Conflict Resolution
Try to remember your first ventures to the playground as a child. Those swings, slides, sandboxes, and monkey bars probably provided countless hours of fun. On the other hand, they likely also were the sites of some of your first battles. Whether you were dueling for turns on the swings or the top spot of the monkey bars, you probably learned valuable skills in conflict resolution on these mini-battlegrounds. How did you resolve those disputes? How do you resolve conflicts now?
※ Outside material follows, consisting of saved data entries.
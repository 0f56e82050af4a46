use std::{env, error::Error, fs};

// These need to match the constants in src/shader_util.rs.
const WORKGROUP_SIZE: u32 = 8;
const POSITION_CHANNEL: u32 = 0;
const VELOCITY_CHANNEL: u32 = 1;
const JITTER_CHANNEL: u32 = 2;
const WEIGHT_CHANNEL: u32 = 3;

// All shaders reside in the 'src/shaders' directory. Only *.wgsl files are
// emitted, anything else is an include-only template.
fn generate_shaders() -> std::result::Result<(), Box<dyn Error>> {
    let tera = tera::Tera::new("src/shaders/*")?;
    println!("cargo:rerun-if-changed=src/shaders/");
    let mut context = tera::Context::new();
    context.insert("workgroup_size", &WORKGROUP_SIZE);
    context.insert("position_channel", &POSITION_CHANNEL);
    context.insert("velocity_channel", &VELOCITY_CHANNEL);
    context.insert("jitter_channel", &JITTER_CHANNEL);
    context.insert("weight_channel", &WEIGHT_CHANNEL);
    let output_path = env::var("OUT_DIR")?;
    fs::create_dir_all(format!("{}/shaders/", output_path))?;
    for file in fs::read_dir("src/shaders")? {
        let file = file?;
        println!("cargo:rerun-if-changed={}", file.path().display());
        let is_wgsl = file
            .path()
            .extension()
            .map(|ext| ext == "wgsl")
            .unwrap_or(false);
        if is_wgsl {
            let file = file.file_name();
            let file_name = file.to_str().ok_or("non utf-8 shader file name")?;
            let result = tera.render(file_name, &context)?;
            fs::write(format!("{}/shaders/{}", output_path, file_name), result)?;
        }
    }
    Ok(())
}

fn main() {
    if let Err(err) = generate_shaders() {
        // panic here for a nicer error message, otherwise it will
        // be flattened to one line for some reason
        panic!("Unable to generate shaders\n{}", err);
    }
}
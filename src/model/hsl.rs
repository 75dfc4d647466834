//! HSL color type
//!
//! Hue/saturation/lightness is the working space for the perceptual
//! manipulations: shifting lightness or rotating hue is a single field
//! adjustment here where it would be a three-channel computation in RGB.

use std::fmt;

use super::rgb::Rgb;

/// A color in HSL coordinates.
///
/// Hue is degrees in `0..360` (construction wraps with Euclidean modulo,
/// so `-10` becomes `350`); saturation and lightness are whole percent in
/// `0..=100` (construction clamps). Fields stay private so a constructed
/// value can never hold an out-of-range coordinate.
#[derive(Debug, Clone, Copy, PartialEq, Eq, Hash)]
pub struct Hsl {
    h: u16,
    s: u8,
    l: u8,
}

impl Hsl {
    /// Create an Hsl color, wrapping hue modulo 360 and clamping
    /// saturation and lightness into `0..=100`.
    ///
    /// # Example
    /// ```
    /// use colorkit::Hsl;
    /// let c = Hsl::new(-10, 120, 50);
    /// assert_eq!((c.h(), c.s(), c.l()), (350, 100, 50));
    /// ```
    #[inline]
    pub fn new(h: i32, s: i32, l: i32) -> Self {
        Self {
            h: h.rem_euclid(360) as u16,
            s: s.clamp(0, 100) as u8,
            l: l.clamp(0, 100) as u8,
        }
    }

    /// Hue in degrees, `0..360`.
    #[inline]
    pub fn h(self) -> u16 {
        self.h
    }

    /// Saturation in percent, `0..=100`.
    #[inline]
    pub fn s(self) -> u8 {
        self.s
    }

    /// Lightness in percent, `0..=100`.
    #[inline]
    pub fn l(self) -> u8 {
        self.l
    }

    /// Convert to RGB.
    ///
    /// Standard HLS->RGB algorithm in `f64`, scaled back to `0..=255` by
    /// truncation. Because hue/saturation/lightness were themselves
    /// truncated to integers, RGB->HSL->RGB round-trips can drift by a few
    /// units per channel; callers that need the original channels must
    /// keep the original [`Rgb`].
    pub fn to_rgb(self) -> Rgb {
        let h = f64::from(self.h) / 360.0;
        let s = f64::from(self.s) / 100.0;
        let l = f64::from(self.l) / 100.0;

        if s == 0.0 {
            let gray = (l * 255.0) as i32;
            return Rgb::new(gray, gray, gray);
        }

        let m2 = if l <= 0.5 { l * (1.0 + s) } else { l + s - l * s };
        let m1 = 2.0 * l - m2;

        let r = hue_component(m1, m2, h + 1.0 / 3.0);
        let g = hue_component(m1, m2, h);
        let b = hue_component(m1, m2, h - 1.0 / 3.0);

        Rgb::new((r * 255.0) as i32, (g * 255.0) as i32, (b * 255.0) as i32)
    }

    /// Convenience: convert to RGB, then render as hex.
    pub fn to_hex(self) -> String {
        self.to_rgb().to_hex()
    }

    /// Render in CSS functional form, e.g. `hsl(210, 49%, 40%)`.
    pub fn to_css(self) -> String {
        format!("hsl({}, {}%, {}%)", self.h, self.s, self.l)
    }
}

impl fmt::Display for Hsl {
    fn fmt(&self, f: &mut fmt::Formatter<'_>) -> fmt::Result {
        write!(f, "hsl({}, {}%, {}%)", self.h, self.s, self.l)
    }
}

/// One channel of the piecewise HLS->RGB mapping. `hue` is in turns and
/// may sit outside `0..1`; it wraps here.
fn hue_component(m1: f64, m2: f64, hue: f64) -> f64 {
    let hue = hue.rem_euclid(1.0);
    if hue < 1.0 / 6.0 {
        m1 + (m2 - m1) * hue * 6.0
    } else if hue < 0.5 {
        m2
    } else if hue < 2.0 / 3.0 {
        m1 + (m2 - m1) * (2.0 / 3.0 - hue) * 6.0
    } else {
        m1
    }
}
Though the nature of the conflicts we encounter now may differ from the problems in childhood, the way we tackle present conflicts may not have changed much. According to one of the most widely used and enduring models of conflict management, the Thomas-Kilmann Conflict Mode Instrument, people generally lean toward one of five conflict management approaches: Competing, Avoiding, Accommodating, Compromising, or Collaborating Despite our inclinations, however, we can learn to implement any of these styles of conflict resolution, depending on the situation. Each of these five styles falls along two dimensions: Assertiveness, how direct we are in forwarding our own concerns, and Cooperativeness, how much we care about the other party’s concerns
Competition
Someone using the Competing style during a conflict, would demonstrate high assertiveness and low cooperativeness. This person may advance his or her own goals without regard to those of the other party. This style may be most useful in urgent situations, when a quick firm decision needs to be made. A weakness of this style, if overused or used indiscriminately, is that it may be damaging to the relationship between the two parties.
Avoidance
The Avoiding style exemplifies both low Assertiveness and low Cooperativeness. Someone in the Avoiding mode may ignore the conflict and not take any action to resolve it. This style works best when the issue at hand is unimportant, needs more time to marinate, when victory is impossible, when someone else is in a more appropriate position to solve the problem, or when the relationship between the two parties is not important. The Avoiding style can help prevent hurt feelings. If overused or used in important situations, however, this mode may lead to passive aggression or apathy.
Accommodation
The Accommodating style is high in Cooperativeness but low in Assertiveness. When we use this style, we may sacrifice much to the other party’s gain. This style is helpful when the issue is important to the other party but unimportant to us. Maintaining peace in the relationship may be more important than winning the conflict. Overuse of the accommodating style can lead us to feeling powerless or resentful.
Compromise
The Compromising style is familiar to most people. To compromise is to “meet in the middle.” We get some of what we want and give up some of what we want; likewise for the other party. Mid-levels of Cooperativeness and Assertiveness define this mode. This style is a strength when the two parties are evenly matched and are at a standstill, and when the cost of the conflict is greater than the cost of losing ground. A weakness of Compromising is that it hinders innovation in the long-term. Neither side will be completely satisfied in a compromise.
Collaboration
The last style, Collaborating, is high in both Cooperativeness and Assertiveness. When we collaborate, we seek to understand the other party’s concerns while also expressing our own. We want to find a mutually and completely satisfying solution. This mode of conflict resolution lends itself to important issues that have long-lasting, wide-range effects. This may seem like the best style to some, but it does have its weaknesses. It requires the most time and effort out of all the styles.
Self-Assessment
Which statement represents the conflict management style you have used most?“I win. You lose.” “No one wins.” “I lose. You win.” “I win some; I lose some. You win some; you lose some.” “I win. You win.” Key: a. Competing, b. Avoidance, c. Accommodating, d. Compromising, e. Collaborating
When we encounter a conflict, taking a step back to assess the best style-- the best strategy-- for the situation is important. We need to consider whether any time pressures are involved, how important the issues are, how important the relationship to the other party is, and how much power we have in that dynamic (Hill, 2014). Being cognizant of the different factors and choosing a relevant style are conflict management skills that we can continually hone. Our success, on and off the playground, depends on these skills.